The most recent failure occurred on Aug. 22, when ventilation in the Plutonium Facility, called PF-4, experienced a loss of differential pressure between dirtier areas where radioactive material is allowed to be and cleaner areas where people work.
All personnel were evacuated from the affected areas in Technical Area 55 in Building 4. The plant was shut down for a day while engineers diagnosed the problem and found a solution. Normal pressures were restored to the south half of the facility several hours later through manual control, allowing regular access to that portion of the building. The northern wings remained restricted as personnel continued troubleshooting efforts until the evening of Aug. 31.
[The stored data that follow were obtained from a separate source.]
//! Embedding-based response cache.
//!
//! [`SemanticCache`] embeds the text of each request and looks for a previously stored
//! request whose embedding is close enough (cosine similarity at or above the
//! threshold). A hit answers the request directly through a short-circuit; a miss lets
//! the request through and stores the fresh response afterwards.
//!
//! The cache text is the bare prompt string or, for message prompts, the content of
//! the most recent user message. Requests without such text are never cached.
//!
//! Storage is pluggable through [`VectorStore`]; [`InMemoryVectorStore`] is an
//! unbounded, append-only list with a linear scan.

use crate::Result;
use crate::middleware::{BeforeRequest, CallContext, Middleware};
use crate::types::{ModelResponse, Prompt};
use async_trait::async_trait;
use std::sync::{Arc, PoisonError, RwLock};

/// Turns text into an embedding vector.
#[async_trait]
pub trait EmbeddingProvider: Send + Sync {
    async fn embed(&self, text: &str) -> Result<Vec<f32>>;
}

/// Storage for cached responses keyed by embedding.
pub trait VectorStore: Send + Sync {
    fn add(&self, vector: Vec<f32>, response: ModelResponse);

    /// The stored response most similar to `vector`, if its similarity is at least
    /// `threshold`.
    fn search(&self, vector: &[f32], threshold: f32) -> Option<ModelResponse>;

    fn len(&self) -> usize;

    fn is_empty(&self) -> bool {
        self.len() == 0
    }
}

/// Cosine similarity of two vectors.
///
/// `None` when the lengths differ, a vector is empty, or either has zero norm.
pub fn cosine_similarity(a: &[f32], b: &[f32]) -> Option<f32> {
    if a.len() != b.len() || a.is_empty() {
        return None;
    }

    let mut dot = 0.0f32;
    let mut norm_a = 0.0f32;
    let mut norm_b = 0.0f32;
    for (x, y) in a.iter().zip(b) {
        dot += x * y;
        norm_a += x * x;
        norm_b += y * y;
    }

    let denom = norm_a.sqrt() * norm_b.sqrt();
    if denom == 0.0 || !denom.is_finite() {
        return None;
    }
    Some(dot / denom)
}

#[derive(Debug, Clone)]
struct Entry {
    vector: Vec<f32>,
    response: ModelResponse,
}

/// Unbounded in-process [`VectorStore`].
#[derive(Debug, Default)]
pub struct InMemoryVectorStore {
    entries: RwLock<Vec<Entry>>,
}

impl InMemoryVectorStore {
    pub fn new() -> Self {
        Self::default()
    }
}

impl VectorStore for InMemoryVectorStore {
    fn add(&self, vector: Vec<f32>, response: ModelResponse) {
        self.entries
            .write()
            .unwrap_or_else(PoisonError::into_inner)
            .push(Entry { vector, response });
    }

    fn search(&self, vector: &[f32], threshold: f32) -> Option<ModelResponse> {
        let entries = self.entries.read().unwrap_or_else(PoisonError::into_inner);

        let mut best: Option<(f32, &Entry)> = None;
        for entry in entries.iter() {
            let Some(score) = cosine_similarity(vector, &entry.vector) else {
                continue;
            };
            // Strictly greater keeps the earliest entry on ties
            if best.is_none_or(|(best_score, _)| score > best_score) {
                best = Some((score, entry));
            }
        }

        best.filter(|(score, _)| *score >= threshold)
            .map(|(_, entry)| entry.response.clone())
    }

    fn len(&self) -> usize {
        self.entries
            .read()
            .unwrap_or_else(PoisonError::into_inner)
            .len()
    }
}

/// Semantic cache middleware.
pub struct SemanticCache {
    embedder: Arc<dyn EmbeddingProvider>,
    store: Arc<dyn VectorStore>,
    threshold: f32,
}

impl SemanticCache {
    pub const DEFAULT_THRESHOLD: f32 = 0.9;

    /// A cache over a fresh [`InMemoryVectorStore`] with the default threshold.
    pub fn new(embedder: Arc<dyn EmbeddingProvider>) -> Self {
        Self {
            embedder,
            store: Arc::new(InMemoryVectorStore::new()),
            threshold: Self::DEFAULT_THRESHOLD,
        }
    }

    pub fn with_threshold(mut self, threshold: f32) -> Self {
        self.threshold = threshold;
        self
    }

    pub fn with_store(mut self, store: Arc<dyn VectorStore>) -> Self {
        self.store = store;
        self
    }

    pub fn threshold(&self) -> f32 {
        self.threshold
    }

    pub fn store(&self) -> &Arc<dyn VectorStore> {
        &self.store
    }
}

impl std::fmt::Debug for SemanticCache {
    fn fmt(&self, f: &mut std::fmt::Formatter<'_>) -> std::fmt::Result {
        f.debug_struct("SemanticCache")
            .field("threshold", &self.threshold)
            .field("entries", &self.store.len())
            .finish()
    }
}

#[async_trait]
impl Middleware for SemanticCache {
    async fn before_request(&self, target: &str, prompt: Prompt) -> Result<BeforeRequest> {
        let Some(text) = prompt.query_text() else {
            return Ok(BeforeRequest::Continue(prompt));
        };

        let vector = match self.embedder.embed(text).await {
            Ok(vector) => vector,
            Err(e) => {
                log::warn!("embedding failed, skipping cache lookup: {}", e);
                return Ok(BeforeRequest::Continue(prompt));
            }
        };

        match self.store.search(&vector, self.threshold) {
            Some(cached) => {
                log::debug!("semantic cache hit for {}", target);
                Ok(BeforeRequest::ShortCircuit(cached))
            }
            None => Ok(BeforeRequest::Continue(prompt)),
        }
    }

    async fn after_response(
        &self,
        call: &CallContext<'_>,
        response: ModelResponse,
    ) -> Result<ModelResponse> {
        let Some(text) = call.prompt.query_text() else {
            return Ok(response);
        };

        match self.embedder.embed(text).await {
            Ok(vector) => self.store.add(vector, response.clone()),
            Err(e) => log::warn!("embedding failed, response not cached: {}", e),
        }
        Ok(response)
    }
}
“There was never any risk to the workers, the community, or the environment,” a LANL spokesperson told the Exchange Monitor. “As with any mechanical system, components sometimes fail. We strive to minimize component failure through planned maintenance which is designed to improve system operability, reliability, availability, and maintainability.”
NNSA has spent “tens of millions of dollars” over the past decade to repair and upgrade the ventilation systems at PF-4, the LANL spokesperson said. They declined to provide a specific cost or timeline for the remaining work.
“We have been upgrading the ventilation system and other safety systems to replace aging or obsolete components,” the spokesperson said. “System engineers are assigned to all nuclear safety systems in PF-4. They track system performance through system health reports, identify necessary spare parts, and oversee maintenance on their systems.”